**Task description:** Copy out every entry precisely.

**Extracted entries:**

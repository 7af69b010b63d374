//! Carrom Core headless self-play
//!
//! Seats a computer player in every chair and plays one match at a
//! simulated 60 fps. Run with `RUST_LOG=info` (or `debug`) to follow it.
//!
//! Options: `--players N`, `--seed S`, `--max-shots N`,
//! `--config <json file>`, `--settings <json file>`

use std::error::Error;
use std::fmt::Display;
use std::str::FromStr;

use carrom_core::ai::AiPlayer;
use carrom_core::sim::{FrameClock, Game, GameEvent, GamePhase};
use carrom_core::{GameConfig, Settings};

/// Simulated display frame
const FRAME_TIME: f64 = 1.0 / 60.0;

#[derive(Debug)]
struct Args {
    players: usize,
    seed: u64,
    max_shots: u32,
    config: Option<String>,
    settings: Option<String>,
}

/// Parse a flag's value, falling back to `default` with a warning
fn parse_value<T>(flag: &str, value: Option<&String>, default: T) -> T
where
    T: FromStr + Display,
{
    match value {
        Some(raw) => raw.parse().unwrap_or_else(|_| {
            log::warn!("Invalid value {raw:?} for {flag}, using {default}");
            default
        }),
        None => {
            log::warn!("Missing value for {flag}, using {default}");
            default
        }
    }
}

fn parse_args(args: &[String]) -> Args {
    let mut parsed = Args {
        players: 2,
        seed: 12345,
        max_shots: 500,
        config: None,
        settings: None,
    };

    let mut i = 1;
    while i < args.len() {
        let flag = args[i].as_str();
        match flag {
            "--players" => {
                i += 1;
                parsed.players = parse_value(flag, args.get(i), 2);
            }
            "--seed" => {
                i += 1;
                parsed.seed = parse_value(flag, args.get(i), 12345);
            }
            "--max-shots" => {
                i += 1;
                parsed.max_shots = parse_value(flag, args.get(i), 500);
            }
            "--config" => {
                i += 1;
                parsed.config = args.get(i).cloned();
            }
            "--settings" => {
                i += 1;
                parsed.settings = args.get(i).cloned();
            }
            other => log::warn!("Ignoring unknown argument {other}"),
        }
        i += 1;
    }
    parsed
}

fn report(event: &GameEvent) {
    match event {
        GameEvent::Collision { .. } => {}
        GameEvent::PiecePocketed(piece) => log::info!("Pocketed {:?}", piece.kind),
        GameEvent::TurnChanged(player) => log::info!("P{} to strike", player.0),
        GameEvent::Foul { player, dues } => log::info!("Foul by P{} ({} due)", player.0, dues),
        GameEvent::DueReturned { player, color } => {
            log::info!("P{} returned a {:?} to the center", player.0, color)
        }
        GameEvent::QueenCovered(player) => log::info!("Queen covered by P{}", player.0),
        GameEvent::QueenReturned => log::info!("Queen back on the board"),
        GameEvent::PhaseChanged { .. } => {}
        GameEvent::BoardEnded { players, winner, points } => {
            let scores: Vec<String> = players
                .iter()
                .map(|p| format!("{}={}", p.name, p.score))
                .collect();
            match winner {
                Some(w) => log::info!("Board to P{} for {} [{}]", w.0, points, scores.join(" ")),
                None => log::info!("Board ended [{}]", scores.join(" ")),
            }
        }
        GameEvent::MatchEnded { winner, .. } => log::info!("Match won by P{}", winner.0),
    }
}

fn main() -> Result<(), Box<dyn Error>> {
    #[cfg(not(target_arch = "wasm32"))]
    env_logger::init();

    let args = parse_args(&std::env::args().collect::<Vec<_>>());
    let config = match &args.config {
        Some(path) => GameConfig::from_json(&std::fs::read_to_string(path)?)?,
        None => GameConfig::default(),
    };
    let settings = match &args.settings {
        Some(path) => Settings::from_json(&std::fs::read_to_string(path)?)?,
        None => Settings::default(),
    };

    log::info!(
        "Carrom self-play: {} players, {} AI, seed {}",
        args.players,
        settings.difficulty.as_str(),
        args.seed
    );

    let mut game = Game::new(config)?;
    game.start_match(args.players)?;
    let mut clock = FrameClock::new(&game.config().physics);
    let mut ais: Vec<AiPlayer> = (0..args.players as u64)
        .map(|seat| AiPlayer::new(settings.difficulty, args.seed.wrapping_add(seat)))
        .collect();

    let mut shots = 0;
    while game.phase() != GamePhase::GameOver && shots < args.max_shots {
        if game.phase() == GamePhase::Playing {
            let seat = game.turns().map_or(0, |t| t.active_index());
            let ai = &mut ais[seat];
            if !ai.is_thinking() {
                ai.start_turn(&game);
            }
            if ai.update(&mut game, FRAME_TIME) {
                shots += 1;
            }
        }

        clock.advance(&mut game, FRAME_TIME);
        for event in game.drain_events() {
            report(&event);
        }
    }

    println!("\n{} shots, {} simulation steps", shots, game.time_ticks());
    if let Some(turns) = game.turns() {
        for player in turns.players() {
            println!(
                "  {}: {} points, {} fouls, color {:?}",
                player.name, player.score, player.fouls, player.color
            );
        }
    }
    if game.phase() != GamePhase::GameOver {
        println!("Stopped after {} shots without a winner", args.max_shots);
    }
    Ok(())
}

**Answer to the exercise:**
repository 7af69b010b63d374
//! Carrom Core headless self-play
//!
//! Seats a computer player in every chair and plays one match at a
//! simulated 60 fps. Run with `RUST_LOG=info` (or `debug`) to follow it.
//!
//! Options: `--players N`, `--seed S`, `--max-shots N`,
//! `--config <json file>`, `--settings <json file>`

use std::error::Error;
use std::fmt::Display;
use std::str::FromStr;

use carrom_core::ai::AiPlayer;
use carrom_core::sim::{FrameClock, Game, GameEvent, GamePhase};
use carrom_core::{GameConfig, Settings};

/// Simulated display frame
const FRAME_TIME: f64 = 1.0 / 60.0;

#[derive(Debug)]
struct Args {
    players: usize,
    seed: u64,
    max_shots: u32,
    config: Option<String>,
    settings: Option<String>,
}

/// Parse a flag's value, falling back to `default` with a warning
fn parse_value<T>(flag: &str, value: Option<&String>, default: T) -> T
where
    T: FromStr + Display,
{
    match value {
        Some(raw) => raw.parse().unwrap_or_else(|_| {
            log::warn!("Invalid value {raw:?} for {flag}, using {default}");
            default
        }),
        None => {
            log::warn!("Missing value for {flag}, using {default}");
            default
        }
    }
}

fn parse_args(args: &[String]) -> Args {
    let mut parsed = Args {
        players: 2,
        seed: 12345,
        max_shots: 500,
        config: None,
        settings: None,
    };

    let mut i = 1;
    while i < args.len() {
        let flag = args[i].as_str();
        match flag {
            "--players" => {
                i += 1;
                parsed.players = parse_value(flag, args.get(i), 2);
            }
            "--seed" => {
                i += 1;
                parsed.seed = parse_value(flag, args.get(i), 12345);
            }
            "--max-shots" => {
                i += 1;
                parsed.max_shots = parse_value(flag, args.get(i), 500);
            }
            "--config" => {
                i += 1;
                parsed.config = args.get(i).cloned();
            }
            "--settings" => {
                i += 1;
                parsed.settings = args.get(i).cloned();
            }
            other => log::warn!("Ignoring unknown argument {other}"),
        }
        i += 1;
    }
    parsed
}

fn report(event: &GameEvent) {
    match event {
        GameEvent::Collision { .. } => {}
        GameEvent::PiecePocketed(piece) => log::info!("Pocketed {:?}", piece.kind),
        GameEvent::TurnChanged(player) => log::info!("P{} to strike", player.0),
        GameEvent::Foul { player, dues } => log::info!("Foul by P{} ({} due)", player.0, dues),
        GameEvent::DueReturned { player, color } => {
            log::info!("P{} returned a {:?} to the center", player.0, color)
        }
        GameEvent::QueenCovered(player) => log::info!("Queen covered by P{}", player.0),
        GameEvent::QueenReturned => log::info!("Queen back on the board"),
        GameEvent::PhaseChanged { .. } => {}
        GameEvent::BoardEnded { players, winner, points } => {
            let scores: Vec<String> = players
                .iter()
                .map(|p| format!("{}={}", p.name, p.score))
                .collect();
            match winner {
                Some(w) => log::info!("Board to P{} for {} [{}]", w.0, points, scores.join(" ")),
                None => log::info!("Board ended [{}]", scores.join(" ")),
            }
        }
        GameEvent::MatchEnded { winner, .. } => log::info!("Match won by P{}", winner.0),
    }
}

fn main() -> Result<(), Box<dyn Error>> {
    #[cfg(not(target_arch = "wasm32"))]
    env_logger::init();

    let args = parse_args(&std::env::args().collect::<Vec<_>>());
    let config = match &args.config {
        Some(path) => GameConfig::from_json(&std::fs::read_to_string(path)?)?,
        None => GameConfig::default(),
    };
    let settings = match &args.settings {
        Some(path) => Settings::from_json(&std::fs::read_to_string(path)?)?,
        None => Settings::default(),
    };

    log::info!(
        "Carrom self-play: {} players, {} AI, seed {}",
        args.players,
        settings.difficulty.as_str(),
        args.seed
    );

    let mut game = Game::new(config)?;
    game.start_match(args.players)?;
    let mut clock = FrameClock::new(&game.config().physics);
    let mut ais: Vec<AiPlayer> = (0..args.players as u64)
        .map(|seat| AiPlayer::new(settings.difficulty, args.seed.wrapping_add(seat)))
        .collect();

    let mut shots = 0;
    while game.phase() != GamePhase::GameOver && shots < args.max_shots {
        if game.phase() == GamePhase::Playing {
            let seat = game.turns().map_or(0, |t| t.active_index());
            let ai = &mut ais[seat];
            if !ai.is_thinking() {
                ai.start_turn(&game);
            }
            if ai.update(&mut game, FRAME_TIME) {
                shots += 1;
            }
        }

        clock.advance(&mut game, FRAME_TIME);
        for event in game.drain_events() {
            report(&event);
        }
    }

    println!("\n{} shots, {} simulation steps", shots, game.time_ticks());
    if let Some(turns) = game.turns() {
        for player in turns.players() {
            println!(
                "  {}: {} points, {} fouls, color {:?}",
                player.name, player.score, player.fouls, player.color
            );
        }
    }
    if game.phase() != GamePhase::GameOver {
        println!("Stopped after {} shots without a winner", args.max_shots);
    }
    Ok(())
}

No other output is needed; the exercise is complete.